It doesn't sound to me like the engines you dealt with use ECS, which are usually resolved with a job system (your work units and functors), but correct me if I'm wrong.
The good job systems I've dealt with have their dependencies in the functors. So you "wait" on a job to finish, which is really a while loop that plucks and executes other jobs while the dependency job hasn't finished. This kind of job system is nice to deal with as they are generally low overhead which means all threads (processes really) are generally saturated with work at all times.
I don't really remember any global state with contention because that's generally very very slow, but maybe there were bits of our gameplay code I'm not aware of.
The ECS concerns don't really relate to threading concerns.
I have worked with and without ECS systems both with and without good threading models. ECS writes do create possible issues if write-locks need to be acquired but that isn't usually so big of a deal.
In the "you're still going to have to wait for something" sense, sure. But the reason ECS exists is because the industry had to change our architecture when we moved to many core CPUs to take advantage.
I'm battling to understand what you want then, sorry. The systems that you say you would like to use (discrete jobs with dependencies) are the kind of systems the industry has been using since the advent of data-oriented architecture, which includes ECS. That is, a job worker process per core plucking off work and doing it.
In the engines I've dealt with, we don't usually have write locks, instead preferring copies of "last frame data" and "next frame data". And all our "read locks" are waits for jobs. Our game code is generally single threaded, but the main loop pretty much just kicks off and waits for jobs.
I guess what is a good threading model to you?
(As a side note I've worked on projects that use ECS on a single core and they still confer benefits there even though that's not what they were invented for)
The good job systems I've dealt with have their dependencies in the functors.

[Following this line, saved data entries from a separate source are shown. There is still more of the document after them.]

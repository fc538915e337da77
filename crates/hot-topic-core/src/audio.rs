//! Canonical audio payload.
//!
//! Synthesizers and the event stream have historically carried audio in three
//! shapes: a Node-style readable stream snapshot (`_readableState.buffer[].data`),
//! a flat byte array (`{"data": [...]}` or a bare array), and a base64 string.
//! [`AudioPayload`] accepts all of them on the way in and always serializes as
//! base64, so application code only ever sees bytes.

use std::fmt;

use base64::Engine;
use base64::engine::general_purpose::{STANDARD, STANDARD_NO_PAD};
use serde::{Deserialize, Deserializer, Serialize, Serializer};

use crate::error::{HotTopicError, Result};

/// Synthesized speech bytes for one topic result.
#[derive(Clone, PartialEq, Eq)]
pub struct AudioPayload {
    bytes: Vec<u8>,
}

#[derive(Deserialize)]
#[serde(untagged)]
enum AudioShape {
    Base64(String),
    Flat(Vec<u8>),
    Nested {
        #[serde(rename = "_readableState")]
        readable_state: ReadableState,
    },
    Buffer {
        data: Vec<u8>,
    },
}

#[derive(Deserialize)]
struct ReadableState {
    #[serde(default)]
    buffer: Vec<BufferChunk>,
}

#[derive(Deserialize)]
struct BufferChunk {
    data: Vec<u8>,
}

impl AudioShape {
    fn into_payload(self) -> Result<AudioPayload> {
        match self {
            AudioShape::Base64(s) => AudioPayload::from_base64(&s),
            AudioShape::Flat(data) | AudioShape::Buffer { data } => AudioPayload::from_bytes(data),
            AudioShape::Nested { readable_state } => {
                let bytes: Vec<u8> = readable_state
                    .buffer
                    .into_iter()
                    .flat_map(|chunk| chunk.data)
                    .collect();
                AudioPayload::from_bytes(bytes)
            }
        }
    }
}

impl AudioPayload {
    /// Wrap raw bytes. Empty audio is rejected.
    pub fn from_bytes(bytes: impl Into<Vec<u8>>) -> Result<Self> {
        let bytes = bytes.into();
        if bytes.is_empty() {
            return Err(HotTopicError::Audio("audio payload is empty".into()));
        }
        Ok(Self { bytes })
    }

    /// Decode a base64 string, optionally prefixed with a `data:<mime>;base64,` header.
    pub fn from_base64(encoded: &str) -> Result<Self> {
        let trimmed = encoded.trim();
        let body = match trimmed.split_once(";base64,") {
            Some((prefix, rest)) if prefix.starts_with("data:") => rest,
            _ => trimmed,
        };
        let compact: String = body.chars().filter(|c| !c.is_whitespace()).collect();
        let bytes = STANDARD
            .decode(&compact)
            .or_else(|_| STANDARD_NO_PAD.decode(&compact))
            .map_err(|e| HotTopicError::Audio(format!("invalid base64 audio: {e}")))?;
        Self::from_bytes(bytes)
    }

    /// Normalize any accepted JSON representation.
    pub fn from_json(value: &serde_json::Value) -> Result<Self> {
        let shape = AudioShape::deserialize(value).map_err(|_| {
            HotTopicError::Audio(format!("unrecognized audio payload shape: {}", shape_hint(value)))
        })?;
        shape.into_payload()
    }

    pub fn as_bytes(&self) -> &[u8] {
        &self.bytes
    }

    pub fn into_bytes(self) -> Vec<u8> {
        self.bytes
    }

    pub fn len(&self) -> usize {
        self.bytes.len()
    }

    pub fn is_empty(&self) -> bool {
        self.bytes.is_empty()
    }

    pub fn to_base64(&self) -> String {
        STANDARD.encode(&self.bytes)
    }

    /// MIME type sniffed from the leading magic bytes.
    pub fn mime_type(&self) -> &'static str {
        let b = self.bytes.as_slice();
        if b.len() >= 12 && &b[..4] == b"RIFF" && &b[8..12] == b"WAVE" {
            "audio/wav"
        } else if b.starts_with(b"ID3") || (b.len() >= 2 && b[0] == 0xFF && b[1] & 0xE0 == 0xE0) {
            "audio/mpeg"
        } else if b.starts_with(b"OggS") {
            "audio/ogg"
        } else {
            "application/octet-stream"
        }
    }

    pub fn file_extension(&self) -> &'static str {
        match self.mime_type() {
            "audio/wav" => "wav",
            "audio/mpeg" => "mp3",
            "audio/ogg" => "ogg",
            _ => "bin",
        }
    }

    /// `data:` URL an `<audio>` element can play directly.
    pub fn to_data_url(&self) -> String {
        format!("data:{};base64,{}", self.mime_type(), self.to_base64())
    }
}

fn shape_hint(value: &serde_json::Value) -> &'static str {
    match value {
        serde_json::Value::Null => "null",
        serde_json::Value::Bool(_) => "bool",
        serde_json::Value::Number(_) => "number",
        serde_json::Value::String(_) => "string",
        serde_json::Value::Array(_) => "array",
        serde_json::Value::Object(_) => "object",
    }
}

impl fmt::Debug for AudioPayload {
    fn fmt(&self, f: &mut fmt::Formatter<'_>) -> fmt::Result {
        f.debug_struct("AudioPayload")
            .field("len", &self.bytes.len())
            .field("mime_type", &self.mime_type())
            .finish()
    }
}

impl Serialize for AudioPayload {
    fn serialize<S: Serializer>(&self, serializer: S) -> std::result::Result<S::Ok, S::Error> {
        serializer.serialize_str(&self.to_base64())
    }
}

impl<'de> Deserialize<'de> for AudioPayload {
    fn deserialize<D: Deserializer<'de>>(deserializer: D) -> std::result::Result<Self, D::Error> {
        let shape = AudioShape::deserialize(deserializer)?;
        shape.into_payload().map_err(serde::de::Error::custom)
    }
}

So you "wait" on a job to finish, which is really a while loop that plucks and executes other jobs while the dependency job hasn't finished. This kind of job system is nice to deal with as they are generally low overhead which means all threads (processes really) are generally saturated with work at all times.
I don't really remember any global state with contention because that's generally very very slow, but maybe there were bits of our gameplay code I'm not aware of.